>>>
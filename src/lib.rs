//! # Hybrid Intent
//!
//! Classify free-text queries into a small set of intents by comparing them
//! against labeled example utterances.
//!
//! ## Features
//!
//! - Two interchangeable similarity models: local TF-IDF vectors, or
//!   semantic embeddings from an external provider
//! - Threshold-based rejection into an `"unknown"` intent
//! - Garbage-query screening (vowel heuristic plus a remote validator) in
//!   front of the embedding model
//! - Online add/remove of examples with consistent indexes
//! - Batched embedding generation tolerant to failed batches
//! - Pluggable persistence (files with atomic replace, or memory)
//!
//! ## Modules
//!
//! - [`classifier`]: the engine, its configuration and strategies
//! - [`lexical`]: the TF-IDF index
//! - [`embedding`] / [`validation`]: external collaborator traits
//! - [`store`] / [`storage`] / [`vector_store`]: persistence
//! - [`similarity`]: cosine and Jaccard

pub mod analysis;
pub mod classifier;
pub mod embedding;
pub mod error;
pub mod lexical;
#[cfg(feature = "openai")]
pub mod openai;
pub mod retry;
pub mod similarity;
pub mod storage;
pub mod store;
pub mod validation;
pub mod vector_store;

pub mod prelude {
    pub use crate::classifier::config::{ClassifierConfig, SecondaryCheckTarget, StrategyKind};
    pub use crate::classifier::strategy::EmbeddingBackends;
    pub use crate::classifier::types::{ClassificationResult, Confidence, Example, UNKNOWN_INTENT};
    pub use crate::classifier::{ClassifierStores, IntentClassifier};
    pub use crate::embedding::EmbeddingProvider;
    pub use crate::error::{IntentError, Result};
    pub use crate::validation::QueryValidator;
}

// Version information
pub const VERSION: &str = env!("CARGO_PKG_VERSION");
<<<
# TASK REQUIREMENTS
Give the complete listing a second time, exactly as it reads.

# ANSWER
filename src/lib.rs
//! # Hybrid Intent
//!
//! Classify free-text queries into a small set of intents by comparing them
//! against labeled example utterances.
//!
//! ## Features
//!
//! - Two interchangeable similarity models: local TF-IDF vectors, or
//!   semantic embeddings from an external provider
//! - Threshold-based rejection into an `"unknown"` intent
//! - Garbage-query screening (vowel heuristic plus a remote validator) in
//!   front of the embedding model
//! - Online add/remove of examples with consistent indexes
//! - Batched embedding generation tolerant to failed batches
//! - Pluggable persistence (files with atomic replace, or memory)
//!
//! ## Modules
//!
//! - [`classifier`]: the engine, its configuration and strategies
//! - [`lexical`]: the TF-IDF index
//! - [`embedding`] / [`validation`]: external collaborator traits
//! - [`store`] / [`storage`] / [`vector_store`]: persistence
//! - [`similarity`]: cosine and Jaccard

pub mod analysis;
pub mod classifier;
pub mod embedding;
pub mod error;
pub mod lexical;
#[cfg(feature = "openai")]
pub mod openai;
pub mod retry;
pub mod similarity;
pub mod storage;
pub mod store;
pub mod validation;
pub mod vector_store;

pub mod prelude {
    pub use crate::classifier::config::{ClassifierConfig, SecondaryCheckTarget, StrategyKind};
    pub use crate::classifier::strategy::EmbeddingBackends;
    pub use crate::classifier::types::{ClassificationResult, Confidence, Example, UNKNOWN_INTENT};
    pub use crate::classifier::{ClassifierStores, IntentClassifier};
    pub use crate::embedding::EmbeddingProvider;
    pub use crate::error::{IntentError, Result};
    pub use crate::validation::QueryValidator;
}

// Version information
pub const VERSION: &str = env!("CARGO_PKG_VERSION");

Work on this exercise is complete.